Some came even sometimes spontaneously to confess their “crimes”, feeling persecuted or abandoned. We find in much of these cases the symptoms of the classical psychosis, which are senility characterized by delusions as to her own importance and powers.

Frequently, as much emotional abnormality, irrationality and sheer ill will was displayed by the inquisitors, witch-hunters and victims of witchcraft as by the witches themselves.

Even if the number of real cases of mental illness was very low at the time, one isolated case in a town could have excited the milder more generalized but equally irrational paranoid tendencies and prejudices found among otherwise sane members of the community. In such a tense and macabre time, it was easy to raise the fear and justify any individual and collective disaster by the devil’s hand.

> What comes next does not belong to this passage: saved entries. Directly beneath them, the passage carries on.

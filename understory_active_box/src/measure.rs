// Copyright 2025 the Understory Authors
// SPDX-License-Identifier: Apache-2.0 OR MIT

//! Reading raw layout geometry from element handles.

use alloc::rc::{Rc, Weak};
use core::cell::{Cell, RefCell};

use kurbo::{Point, Rect, Size};

/// Raw offset geometry of a rendered element.
///
/// `origin` is the offset from the left/top edges of the offset parent and `size` is
/// the rendered width/height, both in unrounded layout units.
#[derive(Copy, Clone, Debug, Default, PartialEq)]
pub struct OffsetBox {
    /// Offset-left (`x`) and offset-top (`y`).
    pub origin: Point,
    /// Offset-width and offset-height.
    pub size: Size,
}

impl OffsetBox {
    /// An element that has not been laid out.
    pub const ZERO: Self = Self {
        origin: Point::ZERO,
        size: Size::ZERO,
    };

    /// Creates an offset box from its four raw fields.
    #[must_use]
    pub const fn new(left: f64, top: f64, width: f64, height: f64) -> Self {
        Self {
            origin: Point::new(left, top),
            size: Size::new(width, height),
        }
    }

    /// Takes the origin and size of a layout rectangle.
    #[must_use]
    pub fn from_rect(rect: Rect) -> Self {
        Self {
            origin: rect.origin(),
            size: rect.size(),
        }
    }
}

/// A handle to one rendered item whose layout can be read synchronously.
///
/// Returning `None` means the element is detached or otherwise has no layout;
/// callers treat that exactly like an element measured at [`OffsetBox::ZERO`].
///
/// Handles are normally non-owning: the view layer keeps the element alive and
/// registers a [`Weak`] (or a borrow) so a torn-down element simply stops measuring.
pub trait Measure {
    /// Reads the element's current offset geometry.
    fn measure(&self) -> Option<OffsetBox>;
}

impl Measure for OffsetBox {
    fn measure(&self) -> Option<OffsetBox> {
        Some(*self)
    }
}

impl Measure for Rect {
    fn measure(&self) -> Option<OffsetBox> {
        Some(OffsetBox::from_rect(*self))
    }
}

impl Measure for Cell<OffsetBox> {
    fn measure(&self) -> Option<OffsetBox> {
        Some(self.get())
    }
}

impl<T: Measure + ?Sized> Measure for RefCell<T> {
    fn measure(&self) -> Option<OffsetBox> {
        // An element being mutated mid-layout has no readable geometry yet.
        self.try_borrow().ok()?.measure()
    }
}

impl<T: Measure> Measure for Option<T> {
    fn measure(&self) -> Option<OffsetBox> {
        self.as_ref()?.measure()
    }
}

impl<T: Measure + ?Sized> Measure for &T {
    fn measure(&self) -> Option<OffsetBox> {
        (**self).measure()
    }
}

impl<T: Measure + ?Sized> Measure for Rc<T> {
    fn measure(&self) -> Option<OffsetBox> {
        (**self).measure()
    }
}

impl<T: Measure + ?Sized> Measure for Weak<T> {
    fn measure(&self) -> Option<OffsetBox> {
        self.upgrade()?.measure()
    }
}

#[cfg(test)]
mod tests {
    use super::*;

    #[test]
    fn rect_measures_origin_and_size() {
        let rect = Rect::new(10.0, 20.0, 110.0, 45.0);
        assert_eq!(rect.measure(), Some(OffsetBox::new(10.0, 20.0, 100.0, 25.0)));
    }

    #[test]
    fn weak_handle_is_detached_after_drop() {
        let element = Rc::new(Cell::new(OffsetBox::new(1.0, 2.0, 3.0, 4.0)));
        let handle = Rc::downgrade(&element);
        assert_eq!(handle.measure(), Some(OffsetBox::new(1.0, 2.0, 3.0, 4.0)));

        element.set(OffsetBox::new(5.0, 2.0, 3.0, 4.0));
        assert_eq!(handle.measure().map(|b| b.origin.x), Some(5.0));

        drop(element);
        assert_eq!(handle.measure(), None);
    }

    #[test]
    fn busy_refcell_is_detached() {
        let element = RefCell::new(OffsetBox::new(1.0, 1.0, 1.0, 1.0));
        let guard = element.borrow_mut();
        assert_eq!(element.measure(), None);
        drop(guard);
        assert!(element.measure().is_some());
    }

    #[test]
    fn empty_option_is_detached() {
        let none: Option<OffsetBox> = None;
        assert_eq!(none.measure(), None);
    }
}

In every society and era, there are a certain number of people who believe themselves harmed or threatened. The paranoiacs who today believe that “they” (the police, the government, the aliens, the Jews, the Blacks, the American,) are conspiring against him or his society are the same man as the suspicious citizen of past centuries who accused witches.

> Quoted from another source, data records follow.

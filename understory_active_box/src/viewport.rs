// Copyright 2025 the Understory Authors
// SPDX-License-Identifier: Apache-2.0 OR MIT

//! Viewport resize notifications with scoped subscriptions.
//!
//! A [`Viewport`] stands in for the host window. Listeners subscribe through a
//! shared `Rc<RefCell<_>>` and get back a [`ResizeSubscription`]; dropping the
//! subscription (typically when the owning view is torn down) detaches the
//! listener, so repeated mount/unmount cycles never accumulate listeners.

use alloc::rc::{Rc, Weak};
use alloc::vec::Vec;
use core::cell::RefCell;
use core::fmt;

use kurbo::Size;

/// Receives viewport resize notifications.
pub trait ResizeListener {
    /// Called once per resize with the new viewport size.
    fn resized(&mut self, size: Size);
}

struct Slot {
    id: u64,
    listener: Weak<RefCell<dyn ResizeListener>>,
}

#[derive(Default)]
struct Listeners {
    next_id: u64,
    slots: Vec<Slot>,
    size: Size,
}

/// Single-threaded source of resize notifications.
///
/// Listeners are held weakly: a listener that has been dropped is skipped and
/// forgotten on the next notification even if its subscription is still alive.
/// Clones share the same listener list.
#[derive(Clone, Default)]
pub struct Viewport {
    inner: Rc<RefCell<Listeners>>,
}

impl fmt::Debug for Viewport {
    fn fmt(&self, f: &mut fmt::Formatter<'_>) -> fmt::Result {
        let inner = self.inner.borrow();
        f.debug_struct("Viewport")
            .field("size", &inner.size)
            .field("listeners", &inner.slots.len())
            .finish_non_exhaustive()
    }
}

impl Viewport {
    /// Creates a viewport of the given size with no listeners.
    #[must_use]
    pub fn new(size: Size) -> Self {
        Self {
            inner: Rc::new(RefCell::new(Listeners {
                size,
                ..Listeners::default()
            })),
        }
    }

    /// The current viewport size.
    pub fn size(&self) -> Size {
        self.inner.borrow().size
    }

    /// Number of live listeners.
    pub fn listener_count(&self) -> usize {
        self.inner
            .borrow()
            .slots
            .iter()
            .filter(|slot| slot.listener.strong_count() > 0)
            .count()
    }

    /// Subscribes `listener` to resize notifications until the returned guard is dropped.
    pub fn subscribe<L: ResizeListener + 'static>(
        &self,
        listener: &Rc<RefCell<L>>,
    ) -> ResizeSubscription {
        let weak: Weak<RefCell<L>> = Rc::downgrade(listener);
        let listener: Weak<RefCell<dyn ResizeListener>> = weak;
        let mut inner = self.inner.borrow_mut();
        let id = inner.next_id;
        inner.next_id += 1;
        inner.slots.push(Slot { id, listener });
        abtrace!(id, "resize listener attached");
        ResizeSubscription {
            id,
            listeners: Rc::downgrade(&self.inner),
        }
    }

    /// Records a new size and notifies listeners if it differs from the current one.
    ///
    /// Returns the number of listeners notified.
    pub fn set_size(&self, size: Size) -> usize {
        {
            let mut inner = self.inner.borrow_mut();
            if inner.size == size {
                return 0;
            }
            inner.size = size;
        }
        self.notify_resize()
    }

    /// Notifies every live listener of the current size.
    ///
    /// Listeners may subscribe or unsubscribe from inside their callback; such
    /// changes take effect from the next notification. A listener that is
    /// already mutably borrowed is skipped. Returns the number of listeners notified.
    pub fn notify_resize(&self) -> usize {
        let (size, targets) = {
            let mut inner = self.inner.borrow_mut();
            inner.slots.retain(|slot| slot.listener.strong_count() > 0);
            let targets: Vec<_> = inner
                .slots
                .iter()
                .map(|slot| slot.listener.clone())
                .collect();
            (inner.size, targets)
        };

        let mut notified = 0;
        for weak in targets {
            let Some(listener) = weak.upgrade() else {
                continue;
            };
            let Ok(mut guard) = listener.try_borrow_mut() else {
                abwarn!("resize listener is busy; skipped");
                continue;
            };
            guard.resized(size);
            notified += 1;
        }
        abdebug!(notified, "resize");
        notified
    }
}

/// Keeps a listener attached to a [`Viewport`]; detaches it when dropped.
#[must_use = "dropping the subscription detaches the listener immediately"]
#[derive(Debug)]
pub struct ResizeSubscription {
    id: u64,
    listeners: Weak<RefCell<Listeners>>,
}

impl ResizeSubscription {
    /// Returns `true` while the viewport still holds this subscription.
    pub fn is_attached(&self) -> bool {
        let Some(listeners) = self.listeners.upgrade() else {
            return false;
        };
        listeners
            .borrow()
            .slots
            .iter()
            .any(|slot| slot.id == self.id)
    }

    /// Detaches the listener now. Same as dropping the subscription.
    pub fn detach(self) {}
}

impl Drop for ResizeSubscription {
    fn drop(&mut self) {
        let Some(listeners) = self.listeners.upgrade() else {
            return;
        };
        // Notification never holds this borrow while calling listeners.
        if let Ok(mut listeners) = listeners.try_borrow_mut() {
            listeners.slots.retain(|slot| slot.id != self.id);
            abtrace!(id = self.id, "resize listener detached");
        } else {
            abwarn!(id = self.id, "viewport is busy; resize listener left attached");
        }
    }
}

#[cfg(test)]
mod tests {
    use super::*;
    use crate::cache::SharedPositionCache;
    use crate::measure::OffsetBox;
    use crate::resolver::ActiveBox;
    use core::cell::Cell;

    #[derive(Default)]
    struct Counter {
        calls: usize,
        last: Size,
    }

    impl ResizeListener for Counter {
        fn resized(&mut self, size: Size) {
            self.calls += 1;
            self.last = size;
        }
    }

    #[test]
    fn subscription_scopes_the_listener() {
        let viewport = Viewport::new(Size::new(800.0, 600.0));
        let counter = Rc::new(RefCell::new(Counter::default()));

        let subscription = viewport.subscribe(&counter);
        assert!(subscription.is_attached());
        assert_eq!(viewport.set_size(Size::new(640.0, 480.0)), 1);
        assert_eq!(counter.borrow().calls, 1);
        assert_eq!(counter.borrow().last, Size::new(640.0, 480.0));

        drop(subscription);
        assert_eq!(viewport.listener_count(), 0);
        assert_eq!(viewport.notify_resize(), 0);
        assert_eq!(counter.borrow().calls, 1);
    }

    #[test]
    fn same_size_does_not_notify() {
        let viewport = Viewport::new(Size::new(100.0, 100.0));
        let counter = Rc::new(RefCell::new(Counter::default()));
        let _subscription = viewport.subscribe(&counter);
        assert_eq!(viewport.set_size(Size::new(100.0, 100.0)), 0);
        assert_eq!(viewport.notify_resize(), 1);
    }

    #[test]
    fn repeated_mounts_do_not_leak_listeners() {
        let viewport = Viewport::default();
        for _ in 0..10 {
            let counter = Rc::new(RefCell::new(Counter::default()));
            let subscription = viewport.subscribe(&counter);
            subscription.detach();
        }
        assert_eq!(viewport.listener_count(), 0);
        assert_eq!(viewport.inner.borrow().slots.len(), 0);
    }

    #[test]
    fn dropped_listener_is_skipped_and_forgotten() {
        let viewport = Viewport::default();
        let counter = Rc::new(RefCell::new(Counter::default()));
        let _subscription = viewport.subscribe(&counter);
        drop(counter);
        assert_eq!(viewport.notify_resize(), 0);
        assert_eq!(viewport.inner.borrow().slots.len(), 0);
    }

    #[test]
    fn busy_listener_is_skipped() {
        let viewport = Viewport::default();
        let counter = Rc::new(RefCell::new(Counter::default()));
        let _subscription = viewport.subscribe(&counter);
        let guard = counter.borrow_mut();
        assert_eq!(viewport.notify_resize(), 0);
        drop(guard);
        assert_eq!(viewport.notify_resize(), 1);
    }

    #[test]
    fn subscription_outliving_viewport_is_harmless() {
        let viewport = Viewport::default();
        let counter = Rc::new(RefCell::new(Counter::default()));
        let subscription = viewport.subscribe(&counter);
        drop(viewport);
        assert!(!subscription.is_attached());
        drop(subscription);
    }

    #[test]
    fn resize_refreshes_every_registered_key() {
        let a = Rc::new(Cell::new(OffsetBox::new(0.0, 0.0, 10.0, 10.0)));
        let b = Rc::new(Cell::new(OffsetBox::new(10.0, 0.0, 10.0, 10.0)));

        let mut active_box = ActiveBox::new();
        active_box.register("a", Rc::downgrade(&a));
        active_box.register("b", Rc::downgrade(&b));
        active_box.set_active(Some("b"));
        active_box.recalculate();

        let active_box = Rc::new(RefCell::new(active_box));
        let viewport = Viewport::new(Size::new(300.0, 200.0));
        let _subscription = viewport.subscribe(&active_box);

        a.set(OffsetBox::new(0.0, 0.0, 20.0, 12.0));
        b.set(OffsetBox::new(20.0, 0.0, 25.0, 12.0));
        assert_eq!(viewport.set_size(Size::new(200.0, 200.0)), 1);

        let resolved = active_box.borrow();
        assert_eq!(resolved.cached(&"a").map(|p| p.width.get()), Some(20));
        assert_eq!(resolved.cached(&"b").map(|p| p.x.get()), Some(20));
        assert_eq!(resolved.output(), resolved.cached(&"b").unwrap());
        assert_eq!(resolved.revision(), 2);
    }

    #[test]
    fn resize_with_borrowed_shared_cache_does_not_panic() {
        let tab = Rc::new(Cell::new(OffsetBox::new(2.0, 0.0, 10.0, 4.0)));
        let shared = SharedPositionCache::new();
        let mut active_box = ActiveBox::with_shared_cache(shared.clone());
        active_box.register("tab", Rc::downgrade(&tab));
        active_box.set_active(Some("tab"));
        active_box.recalculate();

        let active_box = Rc::new(RefCell::new(active_box));
        let viewport = Viewport::new(Size::new(300.0, 200.0));
        let _subscription = viewport.subscribe(&active_box);

        tab.set(OffsetBox::new(7.0, 0.0, 10.0, 4.0));
        {
            let _read = shared.borrow();
            assert_eq!(viewport.set_size(Size::new(200.0, 200.0)), 1);
        }
        assert_eq!(active_box.borrow().output().x.get(), 2);

        assert_eq!(viewport.notify_resize(), 1);
        assert_eq!(active_box.borrow().output().x.get(), 7);
    }

    #[test]
    fn drop_while_viewport_busy_keeps_listener() {
        let viewport = Viewport::default();
        let counter = Rc::new(RefCell::new(Counter::default()));
        let subscription = viewport.subscribe(&counter);
        {
            let _busy = viewport.inner.borrow();
            drop(subscription);
        }
        assert_eq!(viewport.listener_count(), 1);
    }
}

The focus of the paranoia may vary with times and beliefs but the type of emotions remain constant: the desire to suppress the object of fear. Unchanging too is the paranoid tendency to assign the evil not just to one individual’s malevolence but also to an organized conspiracy of ill-doers; hence the collective prejudice against a mythical-secret society of Jews, witches or aliens.

Other constant features include the physical differences between the scapegoat-group and the norm and their plot to multiply their number in order to gain control over society.

Since it was also believed that witches could “shape-shift”, go forth in the spectral form and send their own spirits or those of attendant demons out to inhabit hapless bodies, a plea that somebody was possessed could also be regarded as a protestation of innocence.

“Unvolontary possession” could also be considered as legal defense and a let-out. This process was used by Johannes Wier, the father of modern psychiatry, to defend accused witches. In De Preastigiis Daemonum” he blamed the “uninformed and unskilled physicians» for attributing to witchcraft all the disease they were not able to cure.